Na Rynku Wielkim stają na głowie, skaczą przez nieistniejące przeszkody, zamawiają w kawiarniach herbatę... w garnkach.
- U nas nikt się nie dziwi, że mąż bije żonę, pijak zasypia na środku klombu, chuligan zaczepia spokojnych ludzi - złości się 22-letni Arkadiusz Łygan, założyciel grupy "Bezkitu”. - Jeśli jednak ktoś stoi na głowie, mówi publicznie swój wiersz albo pije herbatę z garnka, uważany jest za człowieka niespełna rozumu.

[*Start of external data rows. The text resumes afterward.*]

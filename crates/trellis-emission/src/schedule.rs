//! Three-segment emission schedule and its closed-form integral.

use serde::{Deserialize, Serialize};

use trellis_core::scale::mul_div;
use trellis_core::types::{Amount, BlockNumber};
use trellis_core::{LedgerError, Result};

/// Piecewise emission curve over block height.
///
/// | Segment | Blocks | Rate per block |
/// |---------|--------|----------------|
/// | bootstrap | `[0, phase1_end]` | `phase1_rate` |
/// | taper | `(phase1_end, phase2_start)` | linear between the two rates |
/// | tail | `[phase2_start, ∞)` | `phase2_rate` |
///
/// Construction validates the shape once; a schedule value is immutable
/// afterwards. Swapping the live schedule is the mint stream's job, which
/// settles accrued rewards up to the swap block first so past blocks keep
/// the rates they were emitted under.
#[derive(Clone, Debug, PartialEq, Eq, Serialize, Deserialize)]
pub struct EmissionSchedule {
    phase1_end: BlockNumber,
    phase2_start: BlockNumber,
    phase1_rate: Amount,
    phase2_rate: Amount,
}

impl EmissionSchedule {
    /// Builds a schedule, rejecting shapes the integral cannot handle:
    /// an empty taper window or a rate that rises instead of decaying.
    pub fn new(
        phase1_end: BlockNumber,
        phase2_start: BlockNumber,
        phase1_rate: Amount,
        phase2_rate: Amount,
    ) -> Result<Self> {
        if phase2_start <= phase1_end {
            return Err(LedgerError::ScheduleInvalid(format!(
                "phase2 start {phase2_start} must come after phase1 end {phase1_end}"
            )));
        }
        if phase2_rate > phase1_rate {
            return Err(LedgerError::ScheduleInvalid(format!(
                "emission must decay: tail rate {phase2_rate} exceeds bootstrap rate {phase1_rate}"
            )));
        }
        Ok(Self { phase1_end, phase2_start, phase1_rate, phase2_rate })
    }

    pub fn phase1_end(&self) -> BlockNumber {
        self.phase1_end
    }

    pub fn phase2_start(&self) -> BlockNumber {
        self.phase2_start
    }

    pub fn phase1_rate(&self) -> Amount {
        self.phase1_rate
    }

    pub fn phase2_rate(&self) -> Amount {
        self.phase2_rate
    }

    /// Per-block emission rate at `block`, truncating on the taper.
    pub fn rate_at(&self, block: BlockNumber) -> Result<Amount> {
        if block <= self.phase1_end {
            return Ok(self.phase1_rate);
        }
        if block >= self.phase2_start {
            return Ok(self.phase2_rate);
        }
        let span = (self.phase2_start - self.phase1_end) as u128;
        let into = (block - self.phase1_end) as u128;
        let drop = mul_div(into, self.phase1_rate - self.phase2_rate, span)?;
        Ok(self.phase1_rate - drop)
    }

    /// Total emission over the half-open block range `[from, to)`.
    ///
    /// The two flat segments contribute `width * rate` exactly; the taper
    /// contributes a trapezoid, `width * (rate(start) + rate(end)) / 2`,
    /// truncating toward zero. Splitting a query at a segment boundary is
    /// exact; splitting inside the taper can differ from the direct query
    /// by truncation dust bounded by the taper width.
    pub fn rewards_in_range(&self, from: BlockNumber, to: BlockNumber) -> Result<Amount> {
        if to <= from {
            return Ok(0);
        }
        let mut total: Amount = 0;

        // Bootstrap segment.
        if self.phase1_end > from {
            let seg_end = to.min(self.phase1_end);
            let width = (seg_end - from) as u128;
            let part = width.checked_mul(self.phase1_rate).ok_or(LedgerError::AmountOverflow)?;
            total = total.checked_add(part).ok_or(LedgerError::AmountOverflow)?;
        }

        // Taper segment.
        let ramp_from = from.max(self.phase1_end);
        let ramp_to = to.min(self.phase2_start);
        if ramp_to > ramp_from {
            let width = (ramp_to - ramp_from) as u128;
            let edges = self
                .rate_at(ramp_from)?
                .checked_add(self.rate_at(ramp_to)?)
                .ok_or(LedgerError::AmountOverflow)?;
            let part = width.checked_mul(edges).ok_or(LedgerError::AmountOverflow)? / 2;
            total = total.checked_add(part).ok_or(LedgerError::AmountOverflow)?;
        }

        // Tail segment.
        if self.phase2_start < to {
            let seg_start = from.max(self.phase2_start);
            let width = (to - seg_start) as u128;
            let part = width.checked_mul(self.phase2_rate).ok_or(LedgerError::AmountOverflow)?;
            total = total.checked_add(part).ok_or(LedgerError::AmountOverflow)?;
        }

        Ok(total)
    }
}

#[cfg(test)]
mod tests {
    use super::*;

    fn sample() -> EmissionSchedule {
        // 10/block until 100, tapering to 2/block from 200 on.
        EmissionSchedule::new(100, 200, 10, 2).unwrap()
    }

    #[test]
    fn rejects_empty_taper_window() {
        assert!(matches!(
            EmissionSchedule::new(200, 200, 10, 2),
            Err(LedgerError::ScheduleInvalid(_))
        ));
        assert!(matches!(
            EmissionSchedule::new(200, 100, 10, 2),
            Err(LedgerError::ScheduleInvalid(_))
        ));
    }

    #[test]
    fn rejects_rising_emission() {
        assert!(matches!(
            EmissionSchedule::new(100, 200, 2, 10),
            Err(LedgerError::ScheduleInvalid(_))
        ));
        // A flat curve is a legal degenerate taper.
        assert!(EmissionSchedule::new(100, 200, 5, 5).is_ok());
    }

    #[test]
    fn rate_is_flat_then_linear_then_flat() {
        let s = sample();
        assert_eq!(s.rate_at(0).unwrap(), 10);
        assert_eq!(s.rate_at(100).unwrap(), 10);
        assert_eq!(s.rate_at(150).unwrap(), 6);
        assert_eq!(s.rate_at(125).unwrap(), 8);
        assert_eq!(s.rate_at(200).unwrap(), 2);
        assert_eq!(s.rate_at(1_000_000).unwrap(), 2);
    }

    #[test]
    fn segment_integrals_match_hand_computation() {
        let s = sample();
        assert_eq!(s.rewards_in_range(0, 100).unwrap(), 1_000); // 100 blocks * 10
        assert_eq!(s.rewards_in_range(100, 200).unwrap(), 600); // trapezoid (10+2)/2 * 100
        assert_eq!(s.rewards_in_range(200, 300).unwrap(), 200); // 100 blocks * 2
        assert_eq!(s.rewards_in_range(0, 300).unwrap(), 1_800);
    }

    #[test]
    fn empty_and_inverted_ranges_emit_nothing() {
        let s = sample();
        assert_eq!(s.rewards_in_range(50, 50).unwrap(), 0);
        assert_eq!(s.rewards_in_range(300, 250).unwrap(), 0);
    }

    #[test]
    fn splitting_at_segment_boundaries_is_exact() {
        let s = sample();
        let whole = s.rewards_in_range(0, 300).unwrap();
        let parts = s.rewards_in_range(0, 100).unwrap()
            + s.rewards_in_range(100, 200).unwrap()
            + s.rewards_in_range(200, 300).unwrap();
        assert_eq!(whole, parts);
    }

    #[test]
    fn splitting_inside_the_taper_drifts_by_truncation_only() {
        let s = sample();
        // The integer rate at 101 is still 10 (the 0.08 drop truncates away),
        // so two trapezoids overcount the direct one by a few units.
        let direct = s.rewards_in_range(100, 200).unwrap();
        let split = s.rewards_in_range(100, 101).unwrap() + s.rewards_in_range(101, 200).unwrap();
        assert_eq!(direct, 600);
        assert_eq!(split, 10 + 594);
        assert!(split.abs_diff(direct) <= 100); // bounded by taper width
    }

    #[test]
    fn ranges_straddling_all_segments_accumulate_each_piece() {
        let s = sample();
        // [50, 250) = 50 bootstrap blocks + full taper + 50 tail blocks.
        assert_eq!(s.rewards_in_range(50, 250).unwrap(), 500 + 600 + 100);
        // Entirely inside the tail.
        assert_eq!(s.rewards_in_range(400, 500).unwrap(), 200);
        // Entirely inside the bootstrap.
        assert_eq!(s.rewards_in_range(10, 20).unwrap(), 100);
    }

    proptest::proptest! {
        #[test]
        fn integral_is_monotone_in_range_width(to_a in 0u64..10_000, extra in 0u64..10_000) {
            let s = sample();
            let near = s.rewards_in_range(0, to_a).unwrap();
            let far = s.rewards_in_range(0, to_a + extra).unwrap();
            proptest::prop_assert!(far >= near);
        }

        #[test]
        fn cursor_advance_never_over_emits(split in 0u64..400, end in 0u64..400) {
            // Advancing a cursor in two hops never emits more than the
            // taper-width truncation bound allows versus one hop.
            let s = sample();
            let (lo, hi) = if split <= end { (split, end) } else { (end, split) };
            let direct = s.rewards_in_range(0, hi).unwrap();
            let hops = s.rewards_in_range(0, lo).unwrap() + s.rewards_in_range(lo, hi).unwrap();
            proptest::prop_assert!(hops.abs_diff(direct) <= 100);
        }
    }
}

Tak myślą nawet policjanci, których moje niewinne wyczyny drażnią.
Arek wychował się w podzamojskiej Kolonii Skierbieszów. Dziś jest kierownikiem jednej z zamojskich restauracji. Na pomysł zorganizowania happeningów wpadł kilka miesięcy temu. Po prostu staje na głowie w miejscach publicznych.
- Kiedy chcę zobaczyć świat do góry nogami, staję na głowie i patrzę - tłumaczy. - Ostatnio coraz częściej taka potrzeba dopada mnie przy skrzyżowaniach. Oczywiście, nie stwarzam wtedy dla nikogo niebezpieczeństwa. Takie prowokacje wiele mówią o tym, jacy są mieszkańcy miasta. A jesteśmy nietolerancyjni.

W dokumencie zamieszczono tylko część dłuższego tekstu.